GOAL OF THE EXERCISE
From the first line to the last, write out the records below exactly as they appear.

╭─ SUPPLIED RECORDS

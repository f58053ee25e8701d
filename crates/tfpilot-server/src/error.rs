//! Error types for the tfpilot server.

use axum::http::StatusCode;
use axum::response::{IntoResponse, Json, Response};
use serde_json::json;
use tfpilot_core::PilotError;
use thiserror::Error;

/// Result type alias for server operations.
pub type Result<T> = std::result::Result<T, ServerError>;

/// Errors that can occur in the tfpilot server.
#[derive(Error, Debug)]
pub enum ServerError {
    /// Core pipeline error
    #[error(transparent)]
    Pilot(#[from] PilotError),

    /// JSON serialization/deserialization error
    #[error("JSON error: {0}")]
    Json(#[from] serde_json::Error),

    /// IO error
    #[error("IO error: {0}")]
    Io(#[from] std::io::Error),

    /// Invalid request format
    #[error("Invalid request: {0}")]
    InvalidRequest(String),

    /// Missing required field
    #[error("Missing required field: {0}")]
    MissingField(String),

    /// Server configuration error
    #[error("Configuration error: {0}")]
    Config(String),

    /// Internal server error
    #[error("Internal server error: {0}")]
    Internal(String),
}

impl ServerError {
    /// Create a new invalid request error.
    pub fn invalid_request(msg: impl Into<String>) -> Self {
        Self::InvalidRequest(msg.into())
    }

    /// Create a new missing field error.
    pub fn missing_field(field: impl Into<String>) -> Self {
        Self::MissingField(field.into())
    }

    /// Create a new configuration error.
    pub fn config_error(msg: impl Into<String>) -> Self {
        Self::Config(msg.into())
    }

    /// Create a new internal error.
    pub fn internal(msg: impl Into<String>) -> Self {
        Self::Internal(msg.into())
    }

    pub fn status_code(&self) -> StatusCode {
        match self {
            ServerError::Pilot(PilotError::MalformedLocator(_)) => StatusCode::BAD_REQUEST,
            ServerError::Pilot(PilotError::NotFound(_)) => StatusCode::NOT_FOUND,
            ServerError::Pilot(_) => StatusCode::INTERNAL_SERVER_ERROR,
            ServerError::InvalidRequest(_)
            | ServerError::MissingField(_)
            | ServerError::Json(_) => StatusCode::BAD_REQUEST,
            ServerError::Io(_) | ServerError::Config(_) | ServerError::Internal(_) => {
                StatusCode::INTERNAL_SERVER_ERROR
            }
        }
    }

    pub fn error_type(&self) -> &'static str {
        match self {
            ServerError::Pilot(PilotError::MalformedLocator(_)) => "malformed_locator",
            ServerError::Pilot(PilotError::NotFound(_)) => "not_found",
            ServerError::Pilot(_) => "pilot_error",
            ServerError::Json(_) => "json_error",
            ServerError::Io(_) => "io_error",
            ServerError::InvalidRequest(_) => "invalid_request",
            ServerError::MissingField(_) => "missing_field",
            ServerError::Config(_) => "config_error",
            ServerError::Internal(_) => "internal_error",
        }
    }
}

impl IntoResponse for ServerError {
    fn into_response(self) -> Response {
        let status = self.status_code();
        let body = Json(json!({
            "error": self.error_type(),
            "details": self.to_string(),
            "timestamp": chrono::Utc::now()
        }));
        (status, body).into_response()
    }
}

#[cfg(test)]
mod tests {
    use super::*;

    #[test]
    fn test_status_mapping() {
        let malformed = ServerError::from(PilotError::MalformedLocator("x".into()));
        assert_eq!(malformed.status_code(), StatusCode::BAD_REQUEST);
        assert_eq!(malformed.error_type(), "malformed_locator");

        let missing = ServerError::from(PilotError::NotFound("x".into()));
        assert_eq!(missing.status_code(), StatusCode::NOT_FOUND);

        let fetch = ServerError::from(PilotError::Fetch("x".into()));
        assert_eq!(fetch.status_code(), StatusCode::INTERNAL_SERVER_ERROR);

        let field = ServerError::missing_field("deployment_id");
        assert_eq!(field.status_code(), StatusCode::BAD_REQUEST);
        assert_eq!(field.error_type(), "missing_field");
    }
}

╰─

SOLVED PROBLEM
repository f58053ee25e8701d
filename crates/tfpilot-server/src/error.rs
//! Error types for the tfpilot server.

use axum::http::StatusCode;
use axum::response::{IntoResponse, Json, Response};
use serde_json::json;
use tfpilot_core::PilotError;
use thiserror::Error;

/// Result type alias for server operations.
pub type Result<T> = std::result::Result<T, ServerError>;

/// Errors that can occur in the tfpilot server.
#[derive(Error, Debug)]
pub enum ServerError {
    /// Core pipeline error
    #[error(transparent)]
    Pilot(#[from] PilotError),

    /// JSON serialization/deserialization error
    #[error("JSON error: {0}")]
    Json(#[from] serde_json::Error),

    /// IO error
    #[error("IO error: {0}")]
    Io(#[from] std::io::Error),

    /// Invalid request format
    #[error("Invalid request: {0}")]
    InvalidRequest(String),

    /// Missing required field
    #[error("Missing required field: {0}")]
    MissingField(String),

    /// Server configuration error
    #[error("Configuration error: {0}")]
    Config(String),

    /// Internal server error
    #[error("Internal server error: {0}")]
    Internal(String),
}

impl ServerError {
    /// Create a new invalid request error.
    pub fn invalid_request(msg: impl Into<String>) -> Self {
        Self::InvalidRequest(msg.into())
    }

    /// Create a new missing field error.
    pub fn missing_field(field: impl Into<String>) -> Self {
        Self::MissingField(field.into())
    }

    /// Create a new configuration error.
    pub fn config_error(msg: impl Into<String>) -> Self {
        Self::Config(msg.into())
    }

    /// Create a new internal error.
    pub fn internal(msg: impl Into<String>) -> Self {
        Self::Internal(msg.into())
    }

    pub fn status_code(&self) -> StatusCode {
        match self {
            ServerError::Pilot(PilotError::MalformedLocator(_)) => StatusCode::BAD_REQUEST,
            ServerError::Pilot(PilotError::NotFound(_)) => StatusCode::NOT_FOUND,
            ServerError::Pilot(_) => StatusCode::INTERNAL_SERVER_ERROR,
            ServerError::InvalidRequest(_)
            | ServerError::MissingField(_)
            | ServerError::Json(_) => StatusCode::BAD_REQUEST,
            ServerError::Io(_) | ServerError::Config(_) | ServerError::Internal(_) => {
                StatusCode::INTERNAL_SERVER_ERROR
            }
        }
    }

    pub fn error_type(&self) -> &'static str {
        match self {
            ServerError::Pilot(PilotError::MalformedLocator(_)) => "malformed_locator",
            ServerError::Pilot(PilotError::NotFound(_)) => "not_found",
            ServerError::Pilot(_) => "pilot_error",
            ServerError::Json(_) => "json_error",
            ServerError::Io(_) => "io_error",
            ServerError::InvalidRequest(_) => "invalid_request",
            ServerError::MissingField(_) => "missing_field",
            ServerError::Config(_) => "config_error",
            ServerError::Internal(_) => "internal_error",
        }
    }
}

impl IntoResponse for ServerError {
    fn into_response(self) -> Response {
        let status = self.status_code();
        let body = Json(json!({
            "error": self.error_type(),
            "details": self.to_string(),
            "timestamp": chrono::Utc::now()
        }));
        (status, body).into_response()
    }
}

#[cfg(test)]
mod tests {
    use super::*;

    #[test]
    fn test_status_mapping() {
        let malformed = ServerError::from(PilotError::MalformedLocator("x".into()));
        assert_eq!(malformed.status_code(), StatusCode::BAD_REQUEST);
        assert_eq!(malformed.error_type(), "malformed_locator");

        let missing = ServerError::from(PilotError::NotFound("x".into()));
        assert_eq!(missing.status_code(), StatusCode::NOT_FOUND);

        let fetch = ServerError::from(PilotError::Fetch("x".into()));
        assert_eq!(fetch.status_code(), StatusCode::INTERNAL_SERVER_ERROR);

        let field = ServerError::missing_field("deployment_id");
        assert_eq!(field.status_code(), StatusCode::BAD_REQUEST);
        assert_eq!(field.error_type(), "missing_field");
    }
}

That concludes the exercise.